One area hit hard by the reduction in industrial work was Pennsylvania. The recession in Pennsylvania started before and ended after the national recession. (Winant, 188) Most everyone was hit hard by this recession. Social consequences hit every age group. Young children faced uncertainty in education. Due to an increase in families eligible for Headstart programs, schools could not serve as many families as could take advantage of the program. Young adults were leaving the state because of seniority systems in the steel industry. Adults were struck, as seen by the unemployment numbers. Women and men stayed in unhappy marriages because of the financial benefits of marriage. Older adults were forced into early retirement. Their retirement benefits were often shared among their family members because younger family members could not serve them. Older people faced hardships in their availability for care. Assisted living care was bursting and had little availability; no one could assist them at home. Politically, the area saw interest from the outside; “For policymakers, it was attractive to imagine managing this misery by retraining workers” (191). Regan even “visited a local training center, describing it as “such an example of hope and effort and self-help.” (192) So, the area and its issues could be used for political gain. In the example of training centers, the policies didn’t work for the overwhelming issue.

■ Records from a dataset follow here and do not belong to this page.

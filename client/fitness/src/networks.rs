//! Chain id to contract deployment resolution.

use crate::{
    abi::FitnessAbi,
    error::ClientError,
    transport::{format_address, parse_address},
};
use ethabi::Address;
use serde::{Deserialize, Serialize};
use std::{collections::BTreeMap, path::Path, sync::Arc};

pub const LOCALHOST_CHAIN_ID: u64 = 31337;
pub const SEPOLIA_CHAIN_ID: u64 = 11155111;

const BUILTIN_NETWORKS: &[(u64, &str, &str, &str)] = &[
    (
        LOCALHOST_CHAIN_ID,
        "localhost",
        "http://localhost:8545",
        "0x9fE46736679d2D9a65F0992F2272dE9f3c7fa6e0",
    ),
    (
        SEPOLIA_CHAIN_ID,
        "Sepolia",
        "https://rpc.sepolia.org",
        "0xe7f1725E7734CE288F8367e1Bb143E90bb3F0512",
    ),
];

#[derive(Debug, Clone, PartialEq, Eq)]
pub struct Network {
    pub chain_id: u64,
    pub name: String,
    pub rpc_url: String,
    pub contract: Address,
}

/// One entry of a networks override file.
#[derive(Debug, Clone, Serialize, Deserialize)]
#[serde(rename_all = "camelCase")]
pub struct NetworkEntry {
    pub chain_id: u64,
    pub name: String,
    pub rpc_url: String,
    pub contract: String,
}

impl TryFrom<NetworkEntry> for Network {
    type Error = ClientError;

    fn try_from(entry: NetworkEntry) -> Result<Self, Self::Error> {
        let contract = parse_address(&entry.contract)
            .map_err(|_| ClientError::Config(format!("bad contract address {:?}", entry.contract)))?;
        Ok(Network { chain_id: entry.chain_id, name: entry.name, rpc_url: entry.rpc_url, contract })
    }
}

impl From<&Network> for NetworkEntry {
    fn from(network: &Network) -> Self {
        NetworkEntry {
            chain_id: network.chain_id,
            name: network.name.clone(),
            rpc_url: network.rpc_url.clone(),
            contract: format_address(&network.contract),
        }
    }
}

/// A network the store is deployed on, together with its interface.
#[derive(Debug, Clone)]
pub struct Deployment {
    pub network: Network,
    pub abi: Arc<FitnessAbi>,
}

impl Deployment {
    pub fn contract(&self) -> Address {
        self.network.contract
    }
}

#[derive(Debug, Clone)]
pub struct NetworkRegistry {
    networks: BTreeMap<u64, Network>,
    abi: Arc<FitnessAbi>,
}

impl NetworkRegistry {
    /// The local development network and Sepolia.
    pub fn builtin() -> Result<Self, ClientError> {
        let entries = BUILTIN_NETWORKS.iter().map(|(chain_id, name, rpc_url, contract)| NetworkEntry {
            chain_id: *chain_id,
            name: name.to_string(),
            rpc_url: rpc_url.to_string(),
            contract: contract.to_string(),
        });
        Self::from_entries(entries)
    }

    pub fn from_entries(entries: impl IntoIterator<Item = NetworkEntry>) -> Result<Self, ClientError> {
        let mut networks = BTreeMap::new();
        for entry in entries {
            let network = Network::try_from(entry)?;
            if networks.insert(network.chain_id, network).is_some() {
                return Err(ClientError::Config("duplicate chainId".into()));
            }
        }
        Ok(Self { networks, abi: Arc::new(FitnessAbi::load()?) })
    }

    /// Parses a JSON list of `{chainId, name, rpcUrl, contract}` entries.
    /// The list replaces the built-in table.
    pub fn from_json(json: &str) -> Result<Self, ClientError> {
        let entries: Vec<NetworkEntry> = serde_json::from_str(json)?;
        Self::from_entries(entries)
    }

    pub fn load(path: &Path) -> Result<Self, ClientError> {
        let json = std::fs::read_to_string(path)?;
        log::debug!(target: "fitness-client", "loading networks from {}", path.display());
        Self::from_json(&json)
    }

    pub fn set_rpc_url(&mut self, chain_id: u64, rpc_url: impl Into<String>) -> Result<(), ClientError> {
        let network = self.networks.get_mut(&chain_id).ok_or(ClientError::UnsupportedNetwork(chain_id))?;
        network.rpc_url = rpc_url.into();
        Ok(())
    }

    pub fn network(&self, chain_id: u64) -> Option<&Network> {
        self.networks.get(&chain_id)
    }

    pub fn networks(&self) -> impl Iterator<Item = &Network> {
        self.networks.values()
    }

    pub fn resolve(&self, chain_id: u64) -> Result<Deployment, ClientError> {
        let network = self.network(chain_id).ok_or(ClientError::UnsupportedNetwork(chain_id))?;
        Ok(Deployment { network: network.clone(), abi: self.abi.clone() })
    }
}
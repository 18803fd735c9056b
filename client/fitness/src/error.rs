use ethabi::Hash;

/// Errors raised by the fitness client.
///
/// The `Display` text of the user-facing variants is what the dashboard shows.
/// Transport failures keep the node's or wallet's own message so that
/// [`crate::feedback::FailureKind::classify`] can match on it.
#[derive(Debug, thiserror::Error)]
pub enum ClientError {
    #[error("No contract deployed on network with chainId {0}")]
    UnsupportedNetwork(u64),

    #[error("Please connect your wallet first")]
    WalletNotConnected,

    #[error("No data to reveal")]
    NoData,

    #[error("Signature cancelled or failed")]
    SignatureRejected(String),

    #[error("Transaction already submitted. Please wait for confirmation.")]
    AlreadySubmitted,

    #[error("Invalid value for {field}: {value:?}")]
    InvalidField { field: &'static str, value: String },

    #[error("{0}")]
    Rpc(String),

    #[error("Transaction {0:?} reverted")]
    Reverted(Hash),

    #[error("Unexpected output from {0}")]
    UnexpectedOutput(&'static str),

    #[error("Contract reports protocolId {actual}, expected {expected}")]
    InterfaceMismatch { expected: u64, actual: u64 },

    #[error("RPC endpoint is on chainId {actual}, expected {expected}")]
    ChainMismatch { expected: u64, actual: u64 },

    #[error("Invalid network configuration: {0}")]
    Config(String),

    #[error("ABI error: {0}")]
    Abi(#[from] ethabi::Error),

    #[error(transparent)]
    Io(#[from] std::io::Error),

    #[error(transparent)]
    Json(#[from] serde_json::Error),
}

impl From<jsonrpsee::core::ClientError> for ClientError {
    fn from(err: jsonrpsee::core::ClientError) -> Self {
        match err {
            jsonrpsee::core::ClientError::Call(call) => ClientError::Rpc(call.message().to_string()),
            other => ClientError::Rpc(other.to_string()),
        }
    }
}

I think social welfare and government programs designed to protect citizens from economic risks and uncertainties were so meager because of the number of people these programs were trying to serve. Winant uses a statistic from Allegheny County to show the sheer increase of people the government was trying to serve: “In 1982, for example, 358,147 people received social service of some kind from Allegheny County, at a cost of $71.8 million. The next year, 451,103- one-third of the entire county population- received county social service, at the cost of $70.3 million.” (190) Allegheny County was trying to serve 100 thousand more people on a smaller budget. Try if it might a county can’t serve one-third of its population. There isn’t a government policy that could serve this unimaginable amount of citizens. Another quote from Winant that sums up the issue goes, “Unemployment compensation was designed for cyclical downturns, rather than permanent collapse of a century-old dominant sector of the labor market.” (193). The Pennsylvania economy was so predicated on the steel industry that any government action would have been an unbelievable miracle.
Hey Johanna, I like how you brought up a defense for the government, there truly was so many struggling and it can be difficult to help so many people on limited resources. I think it is definitely a lot easier to hate of the government for the lack of effective relief/help programs set in place during this time. I know because that what I had mentioned in my own post. I specifically brought up the point on how the state of Pennsylvania was somehow able to find $300million for prisons, yet this type of money was nowhere to be found at the start of the economic downfall to prevent all of these incarcerations.